If imaging shows a suspicious area in the lungs, the next step is often a biopsy to confirm whether a nodule or mass is cancerous. Throughout this process, our lung cancer team works quickly and collaboratively to reduce delays and support each patient at every step.
In most cases, the follow-up process begins within a few days to a week after the imaging results are reviewed. Patients will meet with a lung specialist to discuss the findings.
Depending on the size, location, and appearance of the abnormality, the care team will recommend the best biopsy method.

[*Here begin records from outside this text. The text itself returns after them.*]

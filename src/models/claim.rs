use serde::{Deserialize, Serialize};
use super::known_bug::KnownBug;

/// One candidate bug report cut out of an agent's free-text response.
#[derive(Debug, Clone, PartialEq, Eq, Serialize, Deserialize)]
pub struct Claim {
    /// Position among the claims of the response, in order of appearance.
    pub index: usize,
    pub text: String,
    /// 1-based line of the response where the claim starts.
    pub start_line: usize,
    /// File/line the claim points at, when it names one.
    pub location: Option<ClaimLocation>,
}

/// Source location mentioned inside a claim.
#[derive(Debug, Clone, Default, PartialEq, Eq, Serialize, Deserialize)]
pub struct ClaimLocation {
    pub file: Option<String>,
    pub line: Option<u32>,
}

impl ClaimLocation {
    pub fn is_empty(&self) -> bool {
        self.file.is_none() && self.line.is_none()
    }

    /// True when the reported path and the bug's path agree on their
    /// trailing components (`src/cache.py` agrees with `cache.py`).
    pub fn file_agrees(&self, bug: &KnownBug) -> bool {
        let Some(reported) = self.file.as_deref() else { return false };
        let reported = normalize_path(reported);
        let expected = normalize_path(&bug.file);
        if reported.is_empty() || expected.is_empty() {
            return false;
        }
        path_suffix_of(&reported, &expected) || path_suffix_of(&expected, &reported)
    }

    pub fn line_agrees(&self, bug: &KnownBug) -> bool {
        self.line == Some(bug.line)
    }
}

fn normalize_path(path: &str) -> String {
    let lowered = path.trim().replace('\\', "/").to_lowercase();
    lowered.trim_start_matches("./").to_string()
}

/// Whether `suffix` equals `path` or ends it at a `/` boundary.
fn path_suffix_of(suffix: &str, path: &str) -> bool {
    match path.strip_suffix(suffix) {
        Some("") => true,
        Some(rest) => rest.ends_with('/'),
        None => false,
    }
}

#[cfg(test)]
mod tests {
    use super::*;

    fn location(file: Option<&str>, line: Option<u32>) -> ClaimLocation {
        ClaimLocation { file: file.map(str::to_string), line }
    }

    #[test]
    fn test_file_agrees_on_path_suffix() {
        let bug = KnownBug::new("src/cache.py", 44, "Should remove expired entry but doesn't");
        assert!(location(Some("cache.py"), None).file_agrees(&bug));
        assert!(location(Some("test_codebase/src/cache.py"), None).file_agrees(&bug));
        assert!(location(Some("./src/Cache.py"), None).file_agrees(&bug));
    }

    #[test]
    fn test_file_disagrees_on_partial_component() {
        let bug = KnownBug::new("src/cache.py", 44, "x");
        assert!(!location(Some("mycache.py"), None).file_agrees(&bug));
        assert!(!location(None, Some(44)).file_agrees(&bug));
    }

    #[test]
    fn test_line_agrees() {
        let bug = KnownBug::new("src/cache.py", 44, "x");
        assert!(location(None, Some(44)).line_agrees(&bug));
        assert!(!location(None, Some(45)).line_agrees(&bug));
    }
}
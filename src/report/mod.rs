pub mod parser;

pub use parser::{ParserConfig, ReportParser, DEFAULT_INDICATORS};
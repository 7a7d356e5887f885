use bugbench::catalog::{BugCatalog, CatalogFormat};
use bugbench::models::{AgentOutcome, KnownBug, MatchType};
use bugbench::scoring::Scorer;

const FIXTURE: &str = include_str!("../fixtures/bug_catalog.json");

fn fixture_catalog() -> BugCatalog {
    BugCatalog::parse(FIXTURE, CatalogFormat::Json, "test_codebase").unwrap()
}

fn single_bug_catalog() -> BugCatalog {
    BugCatalog::new("test_codebase", vec![
        KnownBug::new("cache.py", 44, "Should remove expired entry but doesn't"),
    ])
}

/// Numbered answer naming each picked bug by file, line, and description.
fn enumerate_bugs(catalog: &BugCatalog, picks: &[usize]) -> String {
    let mut response = String::from("Here is my review of the codebase.\n\n");
    for (n, &i) in picks.iter().enumerate() {
        let bug = catalog.get(i).unwrap();
        response.push_str(&format!("{}. {} line {}: {}\n", n + 1, bug.file, bug.line, bug.description));
    }
    response
}

#[test]
fn test_fixture_sizes() {
    assert_eq!(fixture_catalog().count(), 35);
    let train = BugCatalog::parse(FIXTURE, CatalogFormat::Json, "train_codebase").unwrap();
    assert_eq!(train.count(), 27);
}

#[test]
fn test_exact_claim_with_location() {
    let catalog = single_bug_catalog();
    let outcome = AgentOutcome::succeeded(
        "langchain",
        "src/cache.py:44 - Should remove expired entry but doesn't - fix by checking timestamps.",
    );
    let metrics = Scorer::default().evaluate(&outcome, &catalog);

    assert_eq!(metrics.unique_bugs_found, 1);
    assert_eq!(metrics.bugs_found, 1);
    assert_eq!(metrics.recall, 1.0);
    assert_eq!(metrics.unmatched_bugs, 0);
    assert_eq!(metrics.found_bug_details.len(), 1);
    let detail = &metrics.found_bug_details[0];
    assert_eq!(detail.match_type, MatchType::Exact);
    assert_eq!(detail.known_bug, "Should remove expired entry but doesn't");
    assert!(detail.file_match);
    assert!(detail.line_match);
}

#[test]
fn test_irrelevant_claim_is_unmatched() {
    let catalog = single_bug_catalog();
    let outcome = AgentOutcome::succeeded("dspy", "nothing wrong here");
    let metrics = Scorer::default().evaluate(&outcome, &catalog);

    assert_eq!(metrics.unique_bugs_found, 0);
    assert_eq!(metrics.bugs_found, 0);
    assert_eq!(metrics.recall, 0.0);
    assert_eq!(metrics.unmatched_bugs, 1);
    assert_eq!(metrics.found_bug_details.len(), 1);
    assert!(metrics.found_bug_details[0].is_unknown());
    assert_eq!(metrics.found_bug_details[0].match_type, MatchType::None);
    assert_eq!(metrics.missed_bug_indices, vec![0]);
}

#[test]
fn test_every_list_item_is_scored() {
    let catalog = single_bug_catalog();
    let outcome = AgentOutcome::succeeded(
        "autogen",
        "1. src/cache.py:44 Should remove expired entry but doesn't\n\
         2. The helper returns a stale value from the cache\n\
         3. Logging output goes to stdout",
    );
    let metrics = Scorer::default().evaluate(&outcome, &catalog);

    assert_eq!(metrics.unique_bugs_found, 1);
    assert_eq!(metrics.bugs_found, 1);
    assert_eq!(metrics.unmatched_bugs, 2);
    let claim_indices: Vec<Option<usize>> = metrics.found_bug_details.iter().map(|d| d.claim_index).collect();
    assert_eq!(claim_indices, vec![Some(0), Some(1), Some(2)]);
}

#[test]
fn test_failed_agent_scores_zero_and_keeps_error() {
    let catalog = fixture_catalog();
    let outcome = AgentOutcome::failed("autogen", "timeout");
    let metrics = Scorer::default().evaluate(&outcome, &catalog);

    assert_eq!(metrics.bugs_found, 0);
    assert_eq!(metrics.unique_bugs_found, 0);
    assert_eq!(metrics.recall, 0.0);
    assert_eq!(metrics.total_known_bugs, 35);
    assert_eq!(metrics.error.as_deref(), Some("timeout"));
    assert!(metrics.is_failure());
}

#[test]
fn test_ten_distinct_bugs_of_thirty_five() {
    let catalog = fixture_catalog();
    let picks = [1, 6, 8, 12, 15, 17, 19, 23, 29, 33];
    let outcome = AgentOutcome::succeeded("smolagents", enumerate_bugs(&catalog, &picks));
    let metrics = Scorer::default().evaluate(&outcome, &catalog);

    assert_eq!(metrics.unique_bugs_found, 10);
    assert_eq!(metrics.bugs_found, 10);
    assert_eq!(metrics.unmatched_bugs, 0);
    assert!((metrics.recall - 10.0 / 35.0).abs() < 1e-12);
    assert_eq!(metrics.missed_bug_indices.len(), 25);
    assert_eq!(metrics.file_match_rate, 1.0);
    assert_eq!(metrics.line_match_rate, 1.0);

    let found: Vec<i64> = metrics.found_bug_details.iter().map(|d| d.bug_index).collect();
    assert_eq!(found, picks.iter().map(|&i| i as i64).collect::<Vec<_>>());
}

#[test]
fn test_repeated_claims_count_once_for_recall() {
    let catalog = fixture_catalog();
    let bug = catalog.get(1).unwrap();
    let response = format!(
        "1. {} line {}: {}\n2. Again: {}\n",
        bug.file, bug.line, bug.description, bug.description
    );
    let metrics = Scorer::default().evaluate(&AgentOutcome::succeeded("langchain", response), &catalog);

    assert_eq!(metrics.bugs_found, 2);
    assert_eq!(metrics.unique_bugs_found, 1);
    assert!((metrics.recall - 1.0 / 35.0).abs() < 1e-12);
}

#[test]
fn test_shared_description_matches_both_files() {
    let catalog = fixture_catalog();
    let outcome = AgentOutcome::succeeded("llamaindex", "This will fail for non-serializable objects");
    let metrics = Scorer::default().evaluate(&outcome, &catalog);

    assert_eq!(metrics.unique_bugs_found, 2);
    assert_eq!(metrics.bugs_found, 2);
    let indices: Vec<i64> = metrics.found_bug_details.iter().map(|d| d.bug_index).collect();
    assert_eq!(indices, vec![10, 31]);
}

#[test]
fn test_empty_response_scores_zero_without_error() {
    let catalog = fixture_catalog();
    let metrics = Scorer::default().evaluate(&AgentOutcome::succeeded("dspy", ""), &catalog);

    assert!(!metrics.is_failure());
    assert_eq!(metrics.bugs_found, 0);
    assert_eq!(metrics.unmatched_bugs, 0);
    assert!(metrics.found_bug_details.is_empty());
    assert_eq!(metrics.recall, 0.0);
}

#[test]
fn test_empty_catalog_has_zero_recall() {
    let catalog = BugCatalog::new("train_codebase", Vec::new());
    let outcome = AgentOutcome::succeeded("langchain", "1. Off by one error in main.py");
    let metrics = Scorer::default().evaluate(&outcome, &catalog);

    assert_eq!(metrics.total_known_bugs, 0);
    assert_eq!(metrics.recall, 0.0);
    assert_eq!(metrics.unmatched_bugs, 1);
}

#[test]
fn test_scoring_is_idempotent() {
    let catalog = fixture_catalog();
    let outcome = AgentOutcome::succeeded("semantic_kernel", enumerate_bugs(&catalog, &[0, 2, 3, 4, 9, 34]));
    let scorer = Scorer::default();

    let first = serde_json::to_string(&scorer.evaluate(&outcome, &catalog)).unwrap();
    let second = serde_json::to_string(&scorer.evaluate(&outcome, &catalog)).unwrap();
    assert_eq!(first, second);
}

#[test]
fn test_metric_invariants_hold() {
    let catalog = fixture_catalog();
    let responses = [
        enumerate_bugs(&catalog, &[0, 1, 2, 3, 4, 5]),
        "The cache does not handle LRU order properly and data may be lost.".to_string(),
        "- missing validation\n- wrong timezone handling\n- bug in merge of nested dicts".to_string(),
        String::new(),
    ];
    let scorer = Scorer::default();

    for response in responses {
        let metrics = scorer.evaluate(&AgentOutcome::succeeded("any", response), &catalog);
        assert!((0.0..=1.0).contains(&metrics.recall));
        assert!(metrics.unique_bugs_found <= metrics.bugs_found);
        assert!(metrics.unique_bugs_found <= metrics.total_known_bugs);
        assert_eq!(metrics.missed_bug_indices.len() + metrics.unique_bugs_found, 35);
        assert_eq!(
            metrics.found_bug_details.len(),
            metrics.bugs_found + metrics.unmatched_bugs
        );
    }
}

Biopsy Options for Diagnosing Lung Cancer
Biopsies are obtained from lung nodules, lung masses, lymph nodes within the chest, and other lesions within or outside the chest. Our team performs biopsies using state-of-the-art, minimally invasive surgical, interventional radiology, and interventional pulmonary procedures.
Examples include:
Bronchoscopy
During this minimally invasive procedure, the doctor inserts a thin, flexible tube with a light and camera through the patient’s nose or mouth, then guides it into the lungs to view or collect samples from the airways.
For patients with small or hard-to-reach lung nodules, we also offer robotic bronchoscopy. This approach uses a robotic system to guide an ultra-thin, flexible scope with greater stability and precision.

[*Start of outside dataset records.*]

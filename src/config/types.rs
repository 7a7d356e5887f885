use std::collections::BTreeMap;
use std::path::PathBuf;
use std::time::Duration;

use serde::{Deserialize, Serialize};

use crate::agents::{CommandAdapter, PromptMode};
use crate::agents::command::DEFAULT_TIMEOUT_SECS;
use crate::catalog::ScanOptions;
use crate::errors::{BugbenchError, RetryConfig};
use crate::report::ParserConfig;
use crate::scoring::MatcherConfig;

pub const DEFAULT_OUTPUT_PATH: &str = "agent_evaluation_results.json";

/// One evaluation run, as read from YAML.
#[derive(Debug, Clone, Deserialize, Serialize)]
pub struct BugbenchConfig {
    pub codebase: CodebaseConfig,
    /// Task prompt; `{codebase}` is replaced by the codebase name.
    pub prompt: Option<String>,
    #[serde(default)]
    pub matcher: MatcherSection,
    #[serde(default)]
    pub parser: ParserSection,
    #[serde(default)]
    pub agents: Vec<AgentConfig>,
    #[serde(default)]
    pub execution: ExecutionConfig,
    #[serde(default)]
    pub output: OutputConfig,
}

#[derive(Debug, Clone, Deserialize, Serialize)]
pub struct CodebaseConfig {
    pub name: String,
    /// Source tree scanned for bug markers.
    pub path: Option<PathBuf>,
    /// Pre-built catalog file; wins over `path` when both are set.
    pub catalog: Option<PathBuf>,
    pub bug_pattern: Option<String>,
    pub extensions: Option<Vec<String>>,
}

#[derive(Debug, Clone, Deserialize, Serialize)]
pub struct MatcherSection {
    #[serde(default = "default_keyword_threshold")]
    pub keyword_threshold: f64,
    #[serde(default = "default_min_token_length")]
    pub min_token_length: usize,
    /// Replaces the built-in stop words.
    pub stop_words: Option<Vec<String>>,
    /// Added to whichever stop word list is in effect.
    #[serde(default)]
    pub extra_stop_words: Vec<String>,
}

impl Default for MatcherSection {
    fn default() -> Self {
        Self {
            keyword_threshold: default_keyword_threshold(),
            min_token_length: default_min_token_length(),
            stop_words: None,
            extra_stop_words: Vec::new(),
        }
    }
}

#[derive(Debug, Clone, Deserialize, Serialize, Default)]
pub struct ParserSection {
    pub indicators: Option<Vec<String>>,
}

#[derive(Debug, Clone, Deserialize, Serialize)]
pub struct AgentConfig {
    pub name: String,
    pub command: Vec<String>,
    #[serde(default)]
    pub prompt_mode: PromptMode,
    #[serde(default = "default_timeout_secs")]
    pub timeout_secs: u64,
    #[serde(default)]
    pub env: BTreeMap<String, String>,
    pub working_dir: Option<PathBuf>,
}

#[derive(Debug, Clone, Deserialize, Serialize)]
pub struct ExecutionConfig {
    #[serde(default = "default_max_retries")]
    pub max_retries: u32,
    #[serde(default = "default_concurrency")]
    pub concurrency: usize,
}

impl Default for ExecutionConfig {
    fn default() -> Self {
        Self {
            max_retries: default_max_retries(),
            concurrency: default_concurrency(),
        }
    }
}

#[derive(Debug, Clone, Deserialize, Serialize)]
pub struct OutputConfig {
    #[serde(default = "default_output_path")]
    pub path: PathBuf,
}

impl Default for OutputConfig {
    fn default() -> Self {
        Self { path: default_output_path() }
    }
}

fn default_keyword_threshold() -> f64 {
    crate::scoring::matcher::DEFAULT_KEYWORD_THRESHOLD
}

fn default_min_token_length() -> usize {
    crate::scoring::matcher::DEFAULT_MIN_TOKEN_LENGTH
}

fn default_timeout_secs() -> u64 {
    DEFAULT_TIMEOUT_SECS
}

fn default_max_retries() -> u32 {
    RetryConfig::default().max_retries
}

fn default_concurrency() -> usize {
    1
}

fn default_output_path() -> PathBuf {
    PathBuf::from(DEFAULT_OUTPUT_PATH)
}

impl BugbenchConfig {
    pub fn matcher_config(&self) -> MatcherConfig {
        let mut config = MatcherConfig {
            keyword_threshold: self.matcher.keyword_threshold,
            min_token_length: self.matcher.min_token_length,
            ..MatcherConfig::default()
        };
        if let Some(stop_words) = &self.matcher.stop_words {
            config.stop_words = stop_words.clone();
        }
        config.stop_words.extend(self.matcher.extra_stop_words.iter().cloned());
        config
    }

    pub fn parser_config(&self) -> ParserConfig {
        match &self.parser.indicators {
            Some(indicators) => ParserConfig { indicators: indicators.clone() },
            None => ParserConfig::default(),
        }
    }

    pub fn scan_options(&self) -> ScanOptions {
        let mut options = ScanOptions::default();
        if let Some(pattern) = &self.codebase.bug_pattern {
            options.bug_pattern = pattern.clone();
        }
        if let Some(extensions) = &self.codebase.extensions {
            options.extensions = extensions.clone();
        }
        options
    }

    pub fn retry_config(&self) -> RetryConfig {
        RetryConfig {
            max_retries: self.execution.max_retries,
            ..RetryConfig::default()
        }
    }

    /// Build one process adapter per configured agent, optionally keeping
    /// only the agent called `only` (compared after name normalization).
    pub fn build_adapters(&self, only: Option<&str>) -> Result<Vec<CommandAdapter>, BugbenchError> {
        let wanted = only.map(crate::agents::normalize_framework_name);
        let mut adapters = Vec::new();

        for agent in &self.agents {
            let name = crate::agents::normalize_framework_name(&agent.name);
            if wanted.as_ref().is_some_and(|w| *w != name) {
                continue;
            }
            let mut adapter = CommandAdapter::new(name, agent.command.clone())?
                .with_prompt_mode(agent.prompt_mode)
                .with_timeout(Duration::from_secs(agent.timeout_secs))
                .with_env(agent.env.clone());
            if let Some(dir) = &agent.working_dir {
                adapter = adapter.with_working_dir(dir);
            }
            adapters.push(adapter);
        }

        if let Some(wanted) = wanted {
            if adapters.is_empty() {
                return Err(BugbenchError::Config(format!("No agent named '{}' in configuration", wanted)));
            }
        }
        Ok(adapters)
    }
}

To improve accuracy, we may use advanced imaging tools such as endobronchial ultrasound (EBUS) and navigational guidance during either traditional or robotic bronchoscopy.
Thoracentesis and Pleuroscopy
These minimally invasive procedures assess fluid buildup around the lungs (pleural effusion) that may be linked to lung cancer. Thoracentesis removes fluid from around the lungs using a thin needle, while pleuroscopy uses a small camera inserted through the chest wall to look inside the chest cavity and collect tissue samples.
Mediastinoscopy
Mediastinoscopy is a minimally invasive procedure used to examine the area in the center of the chest, between the lungs (mediastinum). The doctor makes a small cut just above the breastbone and inserts a thin tube with a light and camera into the chest. This allows the doctor to see the lymph nodes and other structures and to take tissue samples for testing.

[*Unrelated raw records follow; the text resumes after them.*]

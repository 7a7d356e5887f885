pub mod agents;
pub mod catalog;
pub mod cli;
pub mod config;
pub mod errors;
pub mod harness;
pub mod models;
pub mod report;
pub mod reporting;
pub mod scoring;
pub mod utils;

pub use catalog::BugCatalog;
pub use errors::BugbenchError;
pub use harness::EvaluationHarness;
pub use scoring::Scorer;
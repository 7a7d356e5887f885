pub mod adapter;
pub mod command;
pub mod registry;

pub use adapter::{AgentAdapter, StaticAdapter};
pub use command::{CommandAdapter, PromptMode};
pub use registry::{display_name, normalize_framework_name, render_prompt, DEFAULT_PROMPT};
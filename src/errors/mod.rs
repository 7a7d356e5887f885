pub mod types;
pub mod classification;
pub mod retry;

pub use types::BugbenchError;
pub use classification::ErrorClassification;
pub use retry::{RetryConfig, with_retry};
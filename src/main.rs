use bugbench::{cli, config, errors};

use clap::Parser;
use tracing_subscriber::EnvFilter;

#[tokio::main]
async fn main() {
    let cli = cli::Cli::parse();

    // Initialize logging
    let log_level = match (cli.quiet, cli.verbose) {
        (true, _) => "warn",
        (false, 0) => "info",
        (false, 1) => "debug",
        _ => "trace",
    };

    let filter = EnvFilter::try_from_default_env()
        .unwrap_or_else(|_| EnvFilter::new(log_level));

    tracing_subscriber::fmt()
        .with_env_filter(filter)
        .with_target(false)
        .with_ansi(!cli.no_color)
        .with_writer(std::io::stderr)
        .init();

    if cli.no_color {
        console::set_colors_enabled(false);
    }

    let quiet = cli.quiet;
    let result = match cli.command {
        cli::Commands::Run(args) => cli::run::handle_run(args, quiet).await,
        cli::Commands::Scan(args) => cli::scan::handle_scan(args, quiet).await,
        cli::Commands::Score(args) => cli::score::handle_score(args, quiet).await,
        cli::Commands::Summary(args) => cli::summary::handle_summary(args).await,
        cli::Commands::Validate(args) => handle_validate(args).await,
    };

    match result {
        Ok(()) => {}
        Err(e) => {
            eprintln!("Error: {}", e);
            let exit_code = match &e {
                errors::BugbenchError::Config(_) => 2,
                errors::BugbenchError::CatalogLoad { .. } => 3,
                _ => 1,
            };
            std::process::exit(exit_code);
        }
    }
}

async fn handle_validate(args: cli::commands::ValidateArgs) -> Result<(), errors::BugbenchError> {
    let path = std::path::PathBuf::from(&args.config);
    let config = config::parse_config(&path).await?;
    println!(
        "Configuration is valid: {} ({} agents, codebase '{}')",
        args.config,
        config.agents.len(),
        config.codebase.name
    );
    Ok(())
}
use thiserror::Error;

#[derive(Debug, Error)]
pub enum BugbenchError {
    #[error("Configuration error: {0}")]
    Config(String),

    #[error("Failed to load bug catalog for codebase '{codebase}': {reason}")]
    CatalogLoad { codebase: String, reason: String },

    #[error("Agent '{framework}' failed: {reason}")]
    AgentInvocation { framework: String, reason: String },

    #[error("Timeout: {0}")]
    Timeout(String),

    #[error("IO error: {0}")]
    Io(#[from] std::io::Error),

    #[error("JSON error: {0}")]
    Json(#[from] serde_json::Error),

    #[error("YAML error: {0}")]
    Yaml(#[from] serde_yaml::Error),

    #[error("Internal error: {0}")]
    Internal(String),
}

impl BugbenchError {
    pub fn catalog(codebase: impl Into<String>, reason: impl Into<String>) -> Self {
        Self::CatalogLoad { codebase: codebase.into(), reason: reason.into() }
    }

    pub fn agent(framework: impl Into<String>, reason: impl Into<String>) -> Self {
        Self::AgentInvocation { framework: framework.into(), reason: reason.into() }
    }
}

Robotic- and Video-Assisted Thoracic Surgery
These minimally invasive surgical approaches use small incisions and a camera to access lung tissue, offering a less invasive alternative to traditional open surgery.
Once the biopsy is performed, the sample is sent to a pathologist for review. Results are typically available within two to five business days, though this can vary depending on the type of testing needed.
What Are the Stages of Lung Cancer?
If lung cancer has been diagnosed, our team will perform additional tests to stage the cancer, or determine if the cancer has spread locally or outside the chest. We stage lung cancer using endobronchial or endoscopic ultrasound or ultrasound-guided needle biopsy, or by removing fluid from the chest cavity.
Lung cancer stages are:
- Stage 0 and Stage 1 lung tumors are generally small in size and have not spread to other areas of the body. These stages are often referred to as early-stage lung cancer. At these stages, the cancer treatment team might suggest surgery, such as robotic lobectomy, to completely remove the tumor.
- Stage 2 lung tumors are somewhat larger and might have begun to spread to nearby lymph nodes. The cancer treatment team might recommend surgery alone or in combination with medical treatment or radiation treatments.
- Stage 3 lung cancer has begun to spread, perhaps to the lymph nodes located in the center of the chest, or perhaps into nearby structures in the lung. At this stage, it’s less likely that surgery alone will be able to successfully treat the cancer, so the UT Southwestern team might recommend a combination of surgery, medical treatment, and/or radiation therapy.
- Stage 4 is the most advanced stage of lung cancer. The cancer has spread to both lungs or another part of the body. While many medical centers don't treat stage 4 lung cancer, UT Southwestern offers advanced care at this stage. Surgery is unlikely to be effective, so our specialists typically recommend immunotherapy – drugs that help the immune system recognize and attack cancer cells.